§ **What is expected**:
Give every entry again, exactly.

§ **Recorded data**:

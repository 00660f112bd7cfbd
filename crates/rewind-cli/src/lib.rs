//! Shared logic for the rewind maintenance binaries.

use chrono::{Duration, NaiveDate};
use rewind_core::AppError;
use rewind_db::DedupRepository;
use rewind_hosts::UploadHost;
use serde::Serialize;

/// Last request date a record may have and still be kept.
pub fn prune_cutoff(today: NaiveDate, days: i64) -> NaiveDate {
    today - Duration::days(days)
}

#[derive(Debug, Serialize, PartialEq, Eq)]
pub struct PruneReport {
    pub host: String,
    pub cutoff: NaiveDate,
    pub stale: usize,
    pub deleted: usize,
    pub failed: usize,
    pub dry_run: bool,
}

/// Delete uploads on `host` that nobody requested since `cutoff`, then forget them.
///
/// A record is only dropped after its upload is gone, so failures are retried on the
/// next run.
pub async fn prune_stale(
    repository: &dyn DedupRepository,
    host: &dyn UploadHost,
    cutoff: NaiveDate,
    dry_run: bool,
) -> Result<PruneReport, AppError> {
    let stale = repository.list_stale(host.name(), cutoff).await?;
    let mut report = PruneReport {
        host: host.name().to_string(),
        cutoff,
        stale: stale.len(),
        deleted: 0,
        failed: 0,
        dry_run,
    };

    tracing::info!(host = %report.host, %cutoff, stale = report.stale, dry_run, "Pruning stale uploads");

    if dry_run {
        for record in &stale {
            tracing::info!(
                origin = %record.origin,
                reversed = %record.reversed,
                last_requested_on = %record.last_requested_on,
                "Would prune"
            );
        }
        return Ok(report);
    }

    for record in stale {
        if let Err(e) = host.delete(&record.reversed.id).await {
            tracing::warn!(error = %e, reversed = %record.reversed, "Failed to delete upload");
            report.failed += 1;
            continue;
        }

        match repository.delete(&record.origin).await {
            Ok(_) => report.deleted += 1,
            Err(e) => {
                tracing::warn!(error = %e, origin = %record.origin, "Failed to delete dedup record");
                report.failed += 1;
            }
        }
    }

    tracing::info!(deleted = report.deleted, failed = report.failed, "Pruning finished");
    Ok(report)
}
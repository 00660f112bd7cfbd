//! Upload host registry
//!
//! Built once at startup and shared read-only afterwards.

use std::collections::HashSet;
use std::sync::Arc;

use rewind_core::{HostCapability, HostedId};
use rewind_hosts::UploadHost;

#[derive(Clone)]
pub struct RegisteredHost {
    pub capability: HostCapability,
    pub client: Arc<dyn UploadHost>,
}

pub struct HostRegistry {
    hosts: Vec<RegisteredHost>,
    disabled: HashSet<String>,
}

impl HostRegistry {
    /// Empty registry. Hosts named in `disabled` are never selected.
    pub fn new(disabled: impl IntoIterator<Item = String>) -> Self {
        Self {
            hosts: Vec::new(),
            disabled: disabled.into_iter().map(|h| h.to_lowercase()).collect(),
        }
    }

    pub fn with_host(self, client: Arc<dyn UploadHost>) -> Self {
        let capability = client.capability();
        self.with_host_capability(client, capability)
    }

    /// Register `client` under an explicit capability instead of the one it reports.
    pub fn with_host_capability(
        mut self,
        client: Arc<dyn UploadHost>,
        capability: HostCapability,
    ) -> Self {
        tracing::debug!(
            host = %capability.name,
            priority = capability.priority,
            disabled = self.is_disabled(&capability.name),
            "Registered upload host"
        );
        self.hosts.retain(|h| h.capability.name != capability.name);
        self.hosts.push(RegisteredHost { capability, client });
        self
    }

    pub fn get(&self, name: &str) -> Option<&RegisteredHost> {
        self.hosts.iter().find(|h| h.capability.name == name)
    }

    /// Registered hosts in registration order.
    pub fn hosts(&self) -> &[RegisteredHost] {
        &self.hosts
    }

    pub fn is_disabled(&self, name: &str) -> bool {
        self.disabled.contains(&name.to_lowercase())
    }

    /// Public URL of an upload, if its host is registered.
    pub fn url_for(&self, key: &HostedId) -> Option<String> {
        self.get(&key.host).map(|h| h.client.url_for(&key.id))
    }
}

§ **Expected answer**:
repository 00660f112bd7cfbd
filename crates/rewind-cli/src/lib.rs
//! Shared logic for the rewind maintenance binaries.

use chrono::{Duration, NaiveDate};
use rewind_core::AppError;
use rewind_db::DedupRepository;
use rewind_hosts::UploadHost;
use serde::Serialize;

/// Last request date a record may have and still be kept.
pub fn prune_cutoff(today: NaiveDate, days: i64) -> NaiveDate {
    today - Duration::days(days)
}

#[derive(Debug, Serialize, PartialEq, Eq)]
pub struct PruneReport {
    pub host: String,
    pub cutoff: NaiveDate,
    pub stale: usize,
    pub deleted: usize,
    pub failed: usize,
    pub dry_run: bool,
}

/// Delete uploads on `host` that nobody requested since `cutoff`, then forget them.
///
/// A record is only dropped after its upload is gone, so failures are retried on the
/// next run.
pub async fn prune_stale(
    repository: &dyn DedupRepository,
    host: &dyn UploadHost,
    cutoff: NaiveDate,
    dry_run: bool,
) -> Result<PruneReport, AppError> {
    let stale = repository.list_stale(host.name(), cutoff).await?;
    let mut report = PruneReport {
        host: host.name().to_string(),
        cutoff,
        stale: stale.len(),
        deleted: 0,
        failed: 0,
        dry_run,
    };

    tracing::info!(host = %report.host, %cutoff, stale = report.stale, dry_run, "Pruning stale uploads");

    if dry_run {
        for record in &stale {
            tracing::info!(
                origin = %record.origin,
                reversed = %record.reversed,
                last_requested_on = %record.last_requested_on,
                "Would prune"
            );
        }
        return Ok(report);
    }

    for record in stale {
        if let Err(e) = host.delete(&record.reversed.id).await {
            tracing::warn!(error = %e, reversed = %record.reversed, "Failed to delete upload");
            report.failed += 1;
            continue;
        }

        match repository.delete(&record.origin).await {
            Ok(_) => report.deleted += 1,
            Err(e) => {
                tracing::warn!(error = %e, origin = %record.origin, "Failed to delete dedup record");
                report.failed += 1;
            }
        }
    }

    tracing::info!(deleted = report.deleted, failed = report.failed, "Pruning finished");
    Ok(report)
}
repository 00660f112bd7cfbd
//! Upload host registry
//!
//! Built once at startup and shared read-only afterwards.

use std::collections::HashSet;
use std::sync::Arc;

use rewind_core::{HostCapability, HostedId};
use rewind_hosts::UploadHost;

#[derive(Clone)]
pub struct RegisteredHost {
    pub capability: HostCapability,
    pub client: Arc<dyn UploadHost>,
}

pub struct HostRegistry {
    hosts: Vec<RegisteredHost>,
    disabled: HashSet<String>,
}

impl HostRegistry {
    /// Empty registry. Hosts named in `disabled` are never selected.
    pub fn new(disabled: impl IntoIterator<Item = String>) -> Self {
        Self {
            hosts: Vec::new(),
            disabled: disabled.into_iter().map(|h| h.to_lowercase()).collect(),
        }
    }

    pub fn with_host(self, client: Arc<dyn UploadHost>) -> Self {
        let capability = client.capability();
        self.with_host_capability(client, capability)
    }

    /// Register `client` under an explicit capability instead of the one it reports.
    pub fn with_host_capability(
        mut self,
        client: Arc<dyn UploadHost>,
        capability: HostCapability,
    ) -> Self {
        tracing::debug!(
            host = %capability.name,
            priority = capability.priority,
            disabled = self.is_disabled(&capability.name),
            "Registered upload host"
        );
        self.hosts.retain(|h| h.capability.name != capability.name);
        self.hosts.push(RegisteredHost { capability, client });
        self
    }

    pub fn get(&self, name: &str) -> Option<&RegisteredHost> {
        self.hosts.iter().find(|h| h.capability.name == name)
    }

    /// Registered hosts in registration order.
    pub fn hosts(&self) -> &[RegisteredHost] {
        &self.hosts
    }

    pub fn is_disabled(&self, name: &str) -> bool {
        self.disabled.contains(&name.to_lowercase())
    }

    /// Public URL of an upload, if its host is registered.
    pub fn url_for(&self, key: &HostedId) -> Option<String> {
        self.get(&key.host).map(|h| h.client.url_for(&key.id))
    }
}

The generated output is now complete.